Trading 2kg of Perendale yarn (too coarse for my planned purposes) which had been sitting in my stash for years for 2kg of paneer, which I’ve been working my way through as mattar paneer. Bartering with friends, when you both have or can make something the other wants, is just such a joy.

Watching my zoomer friends get into Star Trek: TOS. Letting one of them introduce me properly to Phantom of the Opera. Editing fanfiction for loved ones. Trotting across Aotea Square at a Palestine rally that’s thousands-strong despite the blistering heat, because I recognised friends on the other side. Building new spaces for my friends, new friendships, and recommitting to the old.

a cardboard sign reading "Aotearoa rejects U.S.A imperialism", held overhead amid the crowd bearing Palestine flags at a rally in the Auckland CBD.
I don’t often have to reapply sunblock, but I did on this bright Sunday.

poem of the month

I’ve done a lot of writing this month, largely emotionally gruelling — settling into the new job, for sure, but I left therapy at the end of last year with some very intimidating letters to write over the summer. I’m still not there yet, and it’s coloured all the other things I’ve been working on. There’s background processes using up all my RAM, as there often is with PTSD during the hard parts of recovery.

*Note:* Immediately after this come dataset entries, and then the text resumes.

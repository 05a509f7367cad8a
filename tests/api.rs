use std::{sync::Arc, time::Duration};

use axum::{
    body::{to_bytes, Body},
    http::{Request, StatusCode},
    Router,
};
use countdown_timer::{
    api::responses::{ApiResponse, HealthResponse, StatusResponse},
    create_router, AppState, TimerEvent, TimerStatus,
};
use serde::de::DeserializeOwned;
use tower::ServiceExt;

fn spawn_app() -> (Router, Arc<AppState>) {
    let (state, driver) = AppState::new(
        20554,
        "127.0.0.1".to_string(),
        Duration::from_secs(1),
        None,
    );
    tokio::spawn(driver.run());
    let state = Arc::new(state);
    (create_router(Arc::clone(&state)), state)
}

async fn send(app: &Router, method: &str, uri: &str, body: Option<&str>) -> (StatusCode, Vec<u8>) {
    let mut builder = Request::builder().method(method).uri(uri);
    let body = match body {
        Some(json) => {
            builder = builder.header("content-type", "application/json");
            Body::from(json.to_string())
        }
        None => Body::empty(),
    };

    let response = app
        .clone()
        .oneshot(builder.body(body).unwrap())
        .await
        .unwrap();
    let status = response.status();
    let bytes = to_bytes(response.into_body(), usize::MAX).await.unwrap();
    (status, bytes.to_vec())
}

fn parse<T: DeserializeOwned>(bytes: &[u8]) -> T {
    serde_json::from_slice(bytes).unwrap()
}

#[tokio::test(start_paused = true)]
async fn test_start_pause_resume_stop() {
    let (app, state) = spawn_app();
    let mut events = state.subscribe_events();

    let (status, body) = send(&app, "POST", "/start", Some(r#"{"duration": 5}"#)).await;
    assert_eq!(status, StatusCode::OK);
    let response: ApiResponse = parse(&body);
    assert_eq!(response.status, "running");
    assert_eq!(response.timer.remaining, 5);

    assert_eq!(events.recv().await.unwrap(), TimerEvent::Tick { remaining: 4 });

    let (status, body) = send(&app, "POST", "/pause", None).await;
    assert_eq!(status, StatusCode::OK);
    let response: ApiResponse = parse(&body);
    assert_eq!(response.status, "paused");
    assert_eq!(response.timer.remaining, 4);

    let (_, body) = send(&app, "POST", "/resume", None).await;
    let response: ApiResponse = parse(&body);
    assert_eq!(response.timer.state, TimerStatus::Running);

    let (_, body) = send(&app, "POST", "/stop", None).await;
    let response: ApiResponse = parse(&body);
    assert_eq!(response.status, "idle");
    assert_eq!(response.timer.remaining, 0);

    // stopping again changes nothing
    let (status, body) = send(&app, "POST", "/stop", None).await;
    assert_eq!(status, StatusCode::OK);
    let again: ApiResponse = parse(&body);
    assert_eq!(again.timer, response.timer);
}

#[tokio::test(start_paused = true)]
async fn test_invalid_durations_rejected() {
    let (app, state) = spawn_app();

    let (status, _) = send(&app, "POST", "/start", Some(r#"{"duration": 0}"#)).await;
    assert_eq!(status, StatusCode::BAD_REQUEST);

    let (status, _) = send(&app, "POST", "/start", Some(r#"{"duration": -4}"#)).await;
    assert_eq!(status, StatusCode::BAD_REQUEST);

    assert_eq!(state.get_snapshot().state, TimerStatus::Idle);
}

#[tokio::test(start_paused = true)]
async fn test_status_reports_expiry() {
    let (app, state) = spawn_app();
    let mut snapshots = state.watch_snapshots();

    send(&app, "POST", "/start", Some(r#"{"duration": 2}"#)).await;
    snapshots
        .wait_for(|s| s.state == TimerStatus::Expired)
        .await
        .unwrap();

    let (status, body) = send(&app, "GET", "/status", None).await;
    assert_eq!(status, StatusCode::OK);
    let response: StatusResponse = parse(&body);
    assert_eq!(response.timer.state, TimerStatus::Expired);
    assert_eq!(response.timer.completed_cycles, 1);
    assert_eq!(response.tick_interval_ms, 1000);
    assert_eq!(response.port, 20554);
    assert_eq!(response.last_action.as_deref(), Some("start"));

    // resuming an expired countdown is a no-op
    let (_, body) = send(&app, "POST", "/resume", None).await;
    let response: ApiResponse = parse(&body);
    assert_eq!(response.status, "expired");
}

#[tokio::test]
async fn test_health() {
    let (app, _state) = spawn_app();
    let (status, body) = send(&app, "GET", "/health", None).await;
    assert_eq!(status, StatusCode::OK);
    let response: HealthResponse = parse(&body);
    assert_eq!(response.status, "ok");
}
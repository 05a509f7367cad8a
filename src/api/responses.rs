//! API request and response structures

use chrono::{DateTime, Utc};
use serde::{Deserialize, Serialize};

use crate::state::TimerSnapshot;

/// Body of POST /start
#[derive(Debug, Clone, Serialize, Deserialize)]
pub struct StartRequest {
    /// Countdown length in seconds; must be positive
    pub duration: i64,
}

/// API response structure for control endpoints
#[derive(Debug, Clone, Serialize, Deserialize)]
pub struct ApiResponse {
    pub status: String,
    pub message: String,
    pub timestamp: DateTime<Utc>,
    pub timer: TimerSnapshot,
}

impl ApiResponse {
    /// Create a response whose status mirrors the timer state
    pub fn new(message: String, timer: TimerSnapshot) -> Self {
        Self {
            status: timer.state.as_str().to_string(),
            message,
            timestamp: Utc::now(),
            timer,
        }
    }
}

/// Status response with timer and server information
#[derive(Debug, Clone, Serialize, Deserialize)]
pub struct StatusResponse {
    pub timer: TimerSnapshot,
    pub tick_interval_ms: u64,
    pub uptime: String,
    pub port: u16,
    pub host: String,
    pub last_action: Option<String>,
    pub last_action_time: Option<DateTime<Utc>>,
}

/// Health check response
#[derive(Debug, Clone, Serialize, Deserialize)]
pub struct HealthResponse {
    pub status: String,
    pub timestamp: DateTime<Utc>,
    pub version: String,
}

impl HealthResponse {
    /// Create a new health response
    pub fn ok() -> Self {
        Self {
            status: "ok".to_string(),
            timestamp: Utc::now(),
            version: env!("CARGO_PKG_VERSION").to_string(),
        }
    }
}
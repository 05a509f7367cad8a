//! Periodic tick sources that drive a countdown

use std::{collections::HashMap, time::Duration};
use tokio::{
    sync::mpsc,
    task::JoinHandle,
    time::{interval_at, Instant, MissedTickBehavior},
};
use tracing::{debug, trace};

/// Opaque token identifying one outstanding schedule
#[derive(Debug, Clone, Copy, PartialEq, Eq, Hash)]
pub struct TickHandle(u64);

impl TickHandle {
    pub fn id(&self) -> u64 {
        self.0
    }
}

/// A source of periodic wake-ups.
///
/// Each call to `schedule` returns a fresh handle; the source reports that
/// handle once per elapsed interval until it is cancelled.
pub trait TickSource {
    fn schedule(&mut self, interval: Duration) -> TickHandle;
    fn cancel(&mut self, handle: TickHandle);
}

/// Tick source backed by tokio intervals.
///
/// Fired handles are delivered on the receiver returned by `new`. A handle
/// can still arrive after `cancel` if it was sent just before the abort, so
/// consumers must compare it against the handle they currently hold.
#[derive(Debug)]
pub struct TokioTickSource {
    next_id: u64,
    tasks: HashMap<TickHandle, JoinHandle<()>>,
    fired_tx: mpsc::UnboundedSender<TickHandle>,
}

impl TokioTickSource {
    pub fn new() -> (Self, mpsc::UnboundedReceiver<TickHandle>) {
        let (fired_tx, fired_rx) = mpsc::unbounded_channel();
        let source = Self {
            next_id: 0,
            tasks: HashMap::new(),
            fired_tx,
        };
        (source, fired_rx)
    }

    /// Number of schedules that have not been cancelled
    pub fn outstanding(&self) -> usize {
        self.tasks.len()
    }
}

impl TickSource for TokioTickSource {
    fn schedule(&mut self, period: Duration) -> TickHandle {
        self.next_id += 1;
        let handle = TickHandle(self.next_id);
        let fired_tx = self.fired_tx.clone();

        let task = tokio::spawn(async move {
            // First tick lands one full period from now, not immediately
            let mut ticker = interval_at(Instant::now() + period, period);
            ticker.set_missed_tick_behavior(MissedTickBehavior::Delay);
            loop {
                ticker.tick().await;
                trace!("Tick source fired handle {}", handle.id());
                if fired_tx.send(handle).is_err() {
                    break;
                }
            }
        });

        debug!("Scheduled tick handle {} every {:?}", handle.id(), period);
        self.tasks.insert(handle, task);
        handle
    }

    fn cancel(&mut self, handle: TickHandle) {
        if let Some(task) = self.tasks.remove(&handle) {
            task.abort();
            debug!("Cancelled tick handle {}", handle.id());
        }
    }
}

impl Drop for TokioTickSource {
    fn drop(&mut self) {
        for (_, task) in self.tasks.drain() {
            task.abort();
        }
    }
}

/// Tick source that never fires on its own; tests fire handles explicitly.
#[derive(Debug, Default)]
pub struct ManualTickSource {
    next_id: u64,
    active: Vec<TickHandle>,
    pub scheduled: Vec<(TickHandle, Duration)>,
    pub cancelled: Vec<TickHandle>,
}

impl ManualTickSource {
    pub fn new() -> Self {
        Self::default()
    }

    /// Handles that are scheduled and not yet cancelled
    pub fn active(&self) -> &[TickHandle] {
        &self.active
    }

    /// The most recently scheduled handle, cancelled or not
    pub fn last_scheduled(&self) -> Option<TickHandle> {
        self.scheduled.last().map(|(handle, _)| *handle)
    }
}

impl TickSource for ManualTickSource {
    fn schedule(&mut self, interval: Duration) -> TickHandle {
        self.next_id += 1;
        let handle = TickHandle(self.next_id);
        self.active.push(handle);
        self.scheduled.push((handle, interval));
        handle
    }

    fn cancel(&mut self, handle: TickHandle) {
        self.active.retain(|h| *h != handle);
        self.cancelled.push(handle);
    }
}
//! Countdown Timer - A pause/resume countdown controlled over HTTP
//!
//! This library provides a tick-driven countdown state machine, the tokio
//! task that owns it, optional persistence of the remaining time, and an
//! HTTP control surface.

pub mod config;
pub mod error;
pub mod state;
pub mod timer;
pub mod persistence;
pub mod api;
pub mod tasks;
pub mod utils;

// Re-export commonly used types
pub use config::Config;
pub use error::{ControlError, StoreError, TimerError};
pub use state::{AppState, TimerEvent, TimerSnapshot, TimerStatus};
pub use timer::CountdownTimer;
pub use api::create_router;
pub use utils::signals::shutdown_signal;
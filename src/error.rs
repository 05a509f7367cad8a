//! Error types shared across the timer, store, and control layers

use thiserror::Error;

/// Errors raised by the countdown timer itself
#[derive(Debug, Clone, PartialEq, Eq, Error)]
pub enum TimerError {
    #[error("Invalid duration: {0}. Must be a positive number of seconds")]
    InvalidDuration(i64),
}

/// Errors raised by persistent key-value stores
#[derive(Debug, Error)]
pub enum StoreError {
    #[error("Store I/O failed: {0}")]
    Io(#[from] std::io::Error),

    #[error("Store contents are not valid JSON: {0}")]
    Format(#[from] serde_json::Error),
}

/// Errors returned when controlling the timer through the driver task
#[derive(Debug, Error)]
pub enum ControlError {
    #[error(transparent)]
    Timer(#[from] TimerError),

    #[error("Countdown driver is not running")]
    DriverUnavailable,
}
//! State management module
//!
//! This module contains the shared application state and the timer state
//! types published by the countdown driver.

pub mod app_state;
pub mod timer_state;

// Re-export main types
pub use app_state::AppState;
pub use timer_state::{TimerEvent, TimerSnapshot, TimerStatus};
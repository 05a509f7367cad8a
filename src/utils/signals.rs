//! Signal handling for graceful shutdown

use signal_hook_tokio::Signals;
use futures::stream::StreamExt;
use tracing::info;

/// Wait for shutdown signals (SIGTERM, SIGINT)
pub async fn shutdown_signal() -> std::io::Result<()> {
    let mut signals = Signals::new([
        signal_hook::consts::SIGTERM,
        signal_hook::consts::SIGINT,
    ])?;

    if let Some(signal) = signals.next().await {
        info!("Received signal: {}", signal);
    }
    signals.handle().close();
    Ok(())
}
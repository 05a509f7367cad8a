//! Configuration and CLI argument handling

use std::{path::PathBuf, time::Duration};
use clap::Parser;

/// CLI argument parsing structure
#[derive(Debug, Parser)]
#[command(name = "countdown-timer")]
#[command(about = "A countdown timer service with pause/resume control over HTTP")]
#[command(version)]
pub struct Config {
    /// Port to bind the server to
    #[arg(short, long, default_value = "20554")]
    pub port: u16,

    /// Host address to bind to
    #[arg(long, default_value = "127.0.0.1")]
    pub host: String,

    /// Milliseconds between countdown ticks
    #[arg(short, long, default_value = "1000", value_parser = clap::value_parser!(u64).range(1..))]
    pub interval_ms: u64,

    /// JSON file used to persist the remaining time
    #[arg(short, long)]
    pub state_file: Option<PathBuf>,

    /// Resume the countdown saved in the state file on startup
    #[arg(short, long, requires = "state_file")]
    pub restore: bool,

    /// Enable verbose logging
    #[arg(short, long)]
    pub verbose: bool,
}

impl Config {
    /// Parse configuration from command line arguments
    pub fn parse() -> Self {
        Parser::parse()
    }

    /// Get the server address as a formatted string
    pub fn address(&self) -> String {
        format!("{}:{}", self.host, self.port)
    }

    /// Interval between countdown ticks
    pub fn tick_interval(&self) -> Duration {
        Duration::from_millis(self.interval_ms)
    }

    /// Get the appropriate log level based on verbose flag
    pub fn log_level(&self) -> &'static str {
        if self.verbose { "debug" } else { "info" }
    }
}
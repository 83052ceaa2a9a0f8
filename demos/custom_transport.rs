//! Demonstrates plugging a custom HTTP client and mapper into the provider.
//!
//! 1. Implement [`SteamHttpClient`] so the transport records [`ResponseMetadata`] via the
//!    provided [`ResponseMetadataSlot`].
//! 2. Provide a [`TransportErrorMapper`] that turns the transport's own errors into the
//!    broker's [`Error`] type.
//! 3. Hand both to [`SteamProvider::with_http_client`].
//!
//! The canned transport here answers Steam's two endpoints locally, so the demo runs offline.

// std
use std::{
	error::Error as StdError,
	fmt::{Display, Formatter, Result as FmtResult},
	future::Future,
	pin::Pin,
};
// crates.io
use color_eyre::Result;
// self
use steam_openid_broker::{
	config::ProviderConfig,
	error::{Error, TransportError},
	http::{ResponseMetadata, ResponseMetadataSlot, SteamHttpClient},
	oauth2::{AsyncHttpClient, HttpClientError, HttpRequest, HttpResponse, http::StatusCode},
	obs::Stage,
	openid::{AssertionParameters, OPENID_NS, keys},
	provider::SteamProvider,
	transport::TransportErrorMapper,
};

const CLAIMED_ID: &str = "https://steamcommunity.com/openid/id/76561197960287930";
const SUMMARY_BODY: &str =
	r#"{"response":{"players":[{"steamid":"76561197960287930","personaname":"Rabscuttle"}]}}"#;

#[derive(Debug)]
enum CannedTransportError {
	UnknownRoute(String),
}
impl Display for CannedTransportError {
	fn fmt(&self, f: &mut Formatter) -> FmtResult {
		match self {
			Self::UnknownRoute(path) => write!(f, "No canned route for `{path}`."),
		}
	}
}
impl StdError for CannedTransportError {}

#[derive(Clone, Copy, Debug, Default)]
struct CannedHttpClient;
impl SteamHttpClient for CannedHttpClient {
	type Handle = CannedHandle;
	type TransportError = CannedTransportError;

	fn with_metadata(&self, slot: ResponseMetadataSlot) -> Self::Handle {
		CannedHandle { slot }
	}
}

struct CannedHandle {
	slot: ResponseMetadataSlot,
}
impl<'a> AsyncHttpClient<'a> for CannedHandle {
	type Error = HttpClientError<CannedTransportError>;
	type Future =
		Pin<Box<dyn Future<Output = Result<HttpResponse, Self::Error>> + 'a + Send + Sync>>;

	fn call(&'a self, request: HttpRequest) -> Self::Future {
		Box::pin(async move {
			self.slot.take();

			let body = match request.uri().path() {
				"/openid/login" => "ns:http://specs.openid.net/auth/2.0\nis_valid:true\n",
				"/ISteamUser/GetPlayerSummaries/v0002/" => SUMMARY_BODY,
				other =>
					return Err(HttpClientError::Other(
						CannedTransportError::UnknownRoute(other.into()).to_string(),
					)),
			};

			self.slot.store(ResponseMetadata { status: Some(200), retry_after: None });

			let mut response = HttpResponse::new(body.as_bytes().to_vec());

			*response.status_mut() = StatusCode::OK;

			Ok(response)
		})
	}
}

#[derive(Debug, Default)]
struct CannedTransportErrorMapper;
impl TransportErrorMapper<CannedTransportError> for CannedTransportErrorMapper {
	fn map_transport_error(
		&self,
		stage: Stage,
		_metadata: Option<&ResponseMetadata>,
		error: HttpClientError<CannedTransportError>,
	) -> Error {
		TransportError::Other { stage, message: error.to_string() }.into()
	}
}

#[tokio::main]
async fn main() -> Result<()> {
	color_eyre::install()?;

	let config = ProviderConfig::new("demo-api-key", "https://app.example.com/auth")?;
	let provider: SteamProvider<CannedHttpClient, CannedTransportErrorMapper> =
		SteamProvider::with_http_client(config, CannedHttpClient, CannedTransportErrorMapper)?;
	let return_to = provider.config.return_to().to_owned();
	let login = provider.config.endpoints().login.to_string();
	let params = AssertionParameters::from_pairs([
		(keys::NS, OPENID_NS),
		(keys::MODE, "id_res"),
		(keys::OP_ENDPOINT, login.as_str()),
		(keys::CLAIMED_ID, CLAIMED_ID),
		(keys::IDENTITY, CLAIMED_ID),
		(keys::RETURN_TO, return_to.as_str()),
	]);
	let signed_in = provider.authenticate(&params).await?;

	println!("Canned transport verified SteamID {}.", signed_in.grant.steam_id);
	println!("Resolved profile name: {}.", signed_in.profile.name);

	Ok(())
}
// std
use std::{collections::HashMap, sync::Arc};
// crates.io
use httpmock::prelude::*;
// self
use steam_openid_broker::{
	_preludet::build_reqwest_test_provider,
	config::{ProfileFailurePolicy, ProviderConfig},
	error::{Error, ProfileError},
	openid::{AssertionParameters, IDENTIFIER_SELECT, OPENID_NS, keys},
	provider::{IdentityProvider, ReqwestSteamProvider},
	url::Url,
};

const CALLBACK_URL: &str = "https://app.example.com/api/auth/callback";
const STEAM_ID: &str = "76561197960287930";
const CLAIMED_ID: &str = "https://steamcommunity.com/openid/id/76561197960287930";
const SUMMARIES_PATH: &str = "/ISteamUser/GetPlayerSummaries/v0002/";
const VALID_BODY: &str = "ns:http://specs.openid.net/auth/2.0\nis_valid:true\n";
const SUMMARY_BODY: &str = r#"{"response":{"players":[{
	"steamid": "76561197960287930",
	"personaname": "Rabscuttle",
	"avatarfull": "https://avatars.steamstatic.com/rabscuttle_full.jpg"
}]}}"#;

fn build_provider(server: &MockServer, policy: ProfileFailurePolicy) -> ReqwestSteamProvider {
	let config = ProviderConfig::builder()
		.api_key("provider-api-key")
		.callback_url(CALLBACK_URL)
		.login_endpoint(
			Url::parse(&server.url("/openid/login")).expect("Mock login endpoint should parse."),
		)
		.player_summaries_endpoint(
			Url::parse(&server.url(SUMMARIES_PATH)).expect("Mock summaries endpoint should parse."),
		)
		.profile_failure_policy(policy)
		.build()
		.expect("Provider configuration should build for provider tests.");

	build_reqwest_test_provider(config)
}

fn build_assertion(provider: &ReqwestSteamProvider) -> AssertionParameters {
	AssertionParameters::from_pairs([
		(keys::NS, OPENID_NS),
		(keys::MODE, "id_res"),
		(keys::OP_ENDPOINT, provider.config.endpoints().login.as_str()),
		(keys::CLAIMED_ID, CLAIMED_ID),
		(keys::IDENTITY, CLAIMED_ID),
		(keys::RETURN_TO, provider.config.return_to()),
		("openid.response_nonce", "2024-01-01T00:00:00Zq1w2e3"),
		("openid.sig", "W0u5DRbtHE1GG0ZKXjerUZDUGmc="),
	])
}

async fn mock_verification(server: &MockServer) -> httpmock::Mock<'_> {
	server
		.mock_async(|when, then| {
			when.method(POST).path("/openid/login");
			then.status(200).body(VALID_BODY);
		})
		.await
}

#[test]
fn authorization_redirect_carries_protocol_parameters() {
	let config = ProviderConfig::new("provider-api-key", CALLBACK_URL)
		.expect("Provider configuration should build.");
	let provider = ReqwestSteamProvider::new(config).expect("Provider should build.");
	let url = provider.authorization().url();
	let pairs: HashMap<_, _> = url.query_pairs().into_owned().collect();

	assert!(url.as_str().starts_with("https://steamcommunity.com/openid/login?"));
	assert_eq!(pairs.len(), 6);
	assert_eq!(pairs.get("openid.ns"), Some(&OPENID_NS.to_owned()));
	assert_eq!(pairs.get("openid.mode"), Some(&"checkid_setup".to_owned()));
	assert_eq!(
		pairs.get("openid.return_to"),
		Some(&"https://app.example.com/api/auth/callback/steam".to_owned())
	);
	assert_eq!(pairs.get("openid.realm"), Some(&"https://app.example.com".to_owned()));
	assert_eq!(pairs.get("openid.identity"), Some(&IDENTIFIER_SELECT.to_owned()));
	assert_eq!(pairs.get("openid.claimed_id"), Some(&IDENTIFIER_SELECT.to_owned()));
}

#[tokio::test]
async fn authenticate_verifies_then_resolves_profile() {
	let server = MockServer::start_async().await;
	let provider = build_provider(&server, ProfileFailurePolicy::Reject);
	let verify = mock_verification(&server).await;
	let summaries = server
		.mock_async(|when, then| {
			when.method(GET).path(SUMMARIES_PATH).query_param("steamids", STEAM_ID);
			then.status(200).header("content-type", "application/json").body(SUMMARY_BODY);
		})
		.await;
	let signed_in = provider
		.authenticate(&build_assertion(&provider))
		.await
		.expect("Sign-in should succeed.");

	verify.assert_calls_async(1).await;
	summaries.assert_calls_async(1).await;

	assert!(!signed_in.degraded);
	assert_eq!(signed_in.grant.steam_id.as_ref(), STEAM_ID);
	assert_eq!(signed_in.grant.access_token.expose().len(), 43);
	assert_eq!(signed_in.profile.id, signed_in.grant.steam_id);
	assert_eq!(signed_in.profile.name, "Rabscuttle");
	assert_eq!(signed_in.profile.email, "76561197960287930@steamcommunity.com");
}

#[tokio::test]
async fn profile_failure_rejects_sign_in_by_default() {
	let server = MockServer::start_async().await;
	let provider = build_provider(&server, ProfileFailurePolicy::Reject);
	let _verify = mock_verification(&server).await;
	let _summaries = server
		.mock_async(|when, then| {
			when.method(GET).path(SUMMARIES_PATH);
			then.status(200).body(r#"{"response":{"players":[]}}"#);
		})
		.await;
	let err = provider
		.authenticate(&build_assertion(&provider))
		.await
		.expect_err("Profile failure must reject the sign-in.");

	assert_eq!(err.verified_steam_id().map(|id| id.as_ref()), Some(STEAM_ID));
	assert!(matches!(err, Error::ProfileResolution { source: ProfileError::NotFound, .. }));
}

#[tokio::test]
async fn profile_failure_degrades_to_minimal_session_when_configured() {
	let server = MockServer::start_async().await;
	let provider = build_provider(&server, ProfileFailurePolicy::MinimalSession);
	let _verify = mock_verification(&server).await;
	let _summaries = server
		.mock_async(|when, then| {
			when.method(GET).path(SUMMARIES_PATH);
			then.status(500);
		})
		.await;
	let signed_in = provider
		.authenticate(&build_assertion(&provider))
		.await
		.expect("Minimal session should be issued.");

	assert!(signed_in.degraded);
	assert_eq!(signed_in.profile.id.as_ref(), STEAM_ID);
	assert_eq!(signed_in.profile.name, STEAM_ID);
	assert_eq!(signed_in.profile.image, None);
	assert_eq!(signed_in.profile.email, "76561197960287930@steamcommunity.com");
}

#[tokio::test]
async fn minimal_session_never_masks_a_rejected_assertion() {
	let server = MockServer::start_async().await;
	let provider = build_provider(&server, ProfileFailurePolicy::MinimalSession);
	let _verify = server
		.mock_async(|when, then| {
			when.method(POST).path("/openid/login");
			then.status(200).body("is_valid:false");
		})
		.await;
	let summaries = server
		.mock_async(|when, then| {
			when.method(GET).path(SUMMARIES_PATH);
			then.status(200).body(SUMMARY_BODY);
		})
		.await;
	let err = provider
		.authenticate(&build_assertion(&provider))
		.await
		.expect_err("Rejected assertion must fail regardless of policy.");

	summaries.assert_calls_async(0).await;

	assert!(matches!(err, Error::AssertionRejected));
}

#[tokio::test]
async fn host_drives_the_callbacks_through_the_trait() {
	let server = MockServer::start_async().await;
	let provider = build_provider(&server, ProfileFailurePolicy::Reject);
	let params = build_assertion(&provider);
	let host: Arc<dyn IdentityProvider> = Arc::new(provider);
	let _verify = mock_verification(&server).await;
	let _summaries = server
		.mock_async(|when, then| {
			when.method(GET).path(SUMMARIES_PATH);
			then.status(200).header("content-type", "application/json").body(SUMMARY_BODY);
		})
		.await;
	let descriptor = host.descriptor();

	assert_eq!(descriptor.id.as_ref(), "steam");
	assert_eq!(descriptor.name, "Steam");
	assert_eq!(descriptor.endpoints.authorization.as_str(), server.url("/openid/login"));
	assert!(!descriptor.quirks.issues_id_token);

	let grant = host.exchange_token(&params).await.expect("Token exchange should succeed.");
	let raw = host.userinfo(&grant).await.expect("Userinfo should succeed.");
	let profile = host.map_profile(&grant.steam_id, &raw);

	assert_eq!(profile.id.as_ref(), STEAM_ID);
	assert_eq!(profile.name, "Rabscuttle");
	assert_eq!(
		profile.image.as_deref(),
		Some("https://avatars.steamstatic.com/rabscuttle_full.jpg")
	);
}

So here’s a quick poem, written at 1am while putting this newsletter together! Straight from brain to post, just what’s been on my mind this month, which is a nice change from tweaking things for print.

NOW IS THE TIME OF MONSTERS

BUT THEN IT HAS BEEN FOR A WHILE / i tell you stories in the dark when it’s too hot to sleep / of lead in water and bullets and the mythical pencils the soviets used in space / aren’t you scared of leaving your windows open? i’m not. anything they do to me i will have deserved / oyster mushrooms spring from our rotting guts / the endless mould the sagging frames the saltwater tunnels the teeth you see when you finally pass out and wake up in the jaws of empire / NOW UNTIL IT ENDS / sunblock clots under my nails / i show up when my body lets me and your carcass isn’t hanging around my neck / you never do / UNTIL IT ENDS / how long until our fingernails fracture? until our fingerprints are scoured into lymph and loam? / STAND AT THE PRECIPICE / you throw your arm over me and i throw the rest of me into you / body bags infinitely nested / FALLING / like cancelled buses and the local facebook groups that rubberneck at crime / UNTIL IT ENDS

I do believe that Palestine will be free in my lifetime. What we’re seeing is liberal democracies — New Zealand, the US, the Commonwealth more generally — increasingly showing their true faces as governments who only pay lip service to the illusory concept of international law when it allows them to justify interventions to protect capital. But the mask is off, and people will remember that. If we do not succumb to despair, these mouldering, near-extinct states will fall before we do.

None of us are free until all of us are free. This informs my work as a prison abolitionist, and it informs my fundamental, unshakeable conviction and hope for our future.

I’ll see you there! And I’ll see you here, next month, and the month after, until it ends.